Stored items
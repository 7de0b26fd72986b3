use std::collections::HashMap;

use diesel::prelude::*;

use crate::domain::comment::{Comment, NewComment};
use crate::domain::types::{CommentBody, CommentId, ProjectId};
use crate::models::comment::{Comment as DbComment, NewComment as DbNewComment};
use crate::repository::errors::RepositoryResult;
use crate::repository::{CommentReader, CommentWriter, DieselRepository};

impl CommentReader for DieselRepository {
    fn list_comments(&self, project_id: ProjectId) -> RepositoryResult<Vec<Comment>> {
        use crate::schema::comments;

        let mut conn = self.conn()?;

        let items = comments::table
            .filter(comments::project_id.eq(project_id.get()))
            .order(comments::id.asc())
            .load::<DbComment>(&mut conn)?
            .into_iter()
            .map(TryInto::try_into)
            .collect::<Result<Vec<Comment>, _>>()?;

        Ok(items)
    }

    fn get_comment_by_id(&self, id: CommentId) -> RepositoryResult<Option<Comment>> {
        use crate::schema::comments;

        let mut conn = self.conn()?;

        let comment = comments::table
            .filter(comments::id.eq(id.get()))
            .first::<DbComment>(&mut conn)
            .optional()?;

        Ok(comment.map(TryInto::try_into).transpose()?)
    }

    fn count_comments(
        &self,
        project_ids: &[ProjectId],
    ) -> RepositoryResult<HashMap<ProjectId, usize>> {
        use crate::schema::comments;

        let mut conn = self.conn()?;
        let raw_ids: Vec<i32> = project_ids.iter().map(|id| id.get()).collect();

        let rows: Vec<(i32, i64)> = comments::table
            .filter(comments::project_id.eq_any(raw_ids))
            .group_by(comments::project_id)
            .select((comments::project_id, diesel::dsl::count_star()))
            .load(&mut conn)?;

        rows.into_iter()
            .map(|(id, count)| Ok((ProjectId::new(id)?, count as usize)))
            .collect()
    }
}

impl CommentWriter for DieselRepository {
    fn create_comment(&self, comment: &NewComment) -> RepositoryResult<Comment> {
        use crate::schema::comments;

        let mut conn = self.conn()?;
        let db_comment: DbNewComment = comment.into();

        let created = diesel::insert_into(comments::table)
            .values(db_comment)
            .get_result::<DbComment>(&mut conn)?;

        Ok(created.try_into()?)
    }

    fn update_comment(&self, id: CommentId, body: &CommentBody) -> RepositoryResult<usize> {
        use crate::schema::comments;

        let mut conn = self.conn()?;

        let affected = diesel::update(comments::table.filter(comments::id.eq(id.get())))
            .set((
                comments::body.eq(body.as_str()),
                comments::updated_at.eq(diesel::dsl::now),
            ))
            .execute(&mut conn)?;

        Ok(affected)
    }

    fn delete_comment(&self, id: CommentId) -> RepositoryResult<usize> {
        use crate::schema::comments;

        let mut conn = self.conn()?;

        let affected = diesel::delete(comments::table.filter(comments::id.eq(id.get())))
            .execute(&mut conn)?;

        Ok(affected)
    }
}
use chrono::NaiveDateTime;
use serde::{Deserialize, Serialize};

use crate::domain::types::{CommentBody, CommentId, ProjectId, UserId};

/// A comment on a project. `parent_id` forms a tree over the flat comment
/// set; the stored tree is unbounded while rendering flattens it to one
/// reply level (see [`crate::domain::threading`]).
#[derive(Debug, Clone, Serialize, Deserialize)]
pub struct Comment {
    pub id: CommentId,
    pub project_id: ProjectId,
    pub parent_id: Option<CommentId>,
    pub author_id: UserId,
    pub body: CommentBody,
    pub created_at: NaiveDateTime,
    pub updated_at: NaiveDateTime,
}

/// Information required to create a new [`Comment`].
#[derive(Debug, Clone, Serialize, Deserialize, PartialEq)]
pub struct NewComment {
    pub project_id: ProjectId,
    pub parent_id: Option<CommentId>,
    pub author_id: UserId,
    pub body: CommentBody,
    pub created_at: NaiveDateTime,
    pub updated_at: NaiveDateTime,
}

EXERCISE DESCRIPTION: From the data above, copy every line where "types" appears.

ANSWER SPACE:
use crate::domain::types::{CommentBody, CommentId, ProjectId};
use crate::domain::types::{CommentBody, CommentId, ProjectId, UserId};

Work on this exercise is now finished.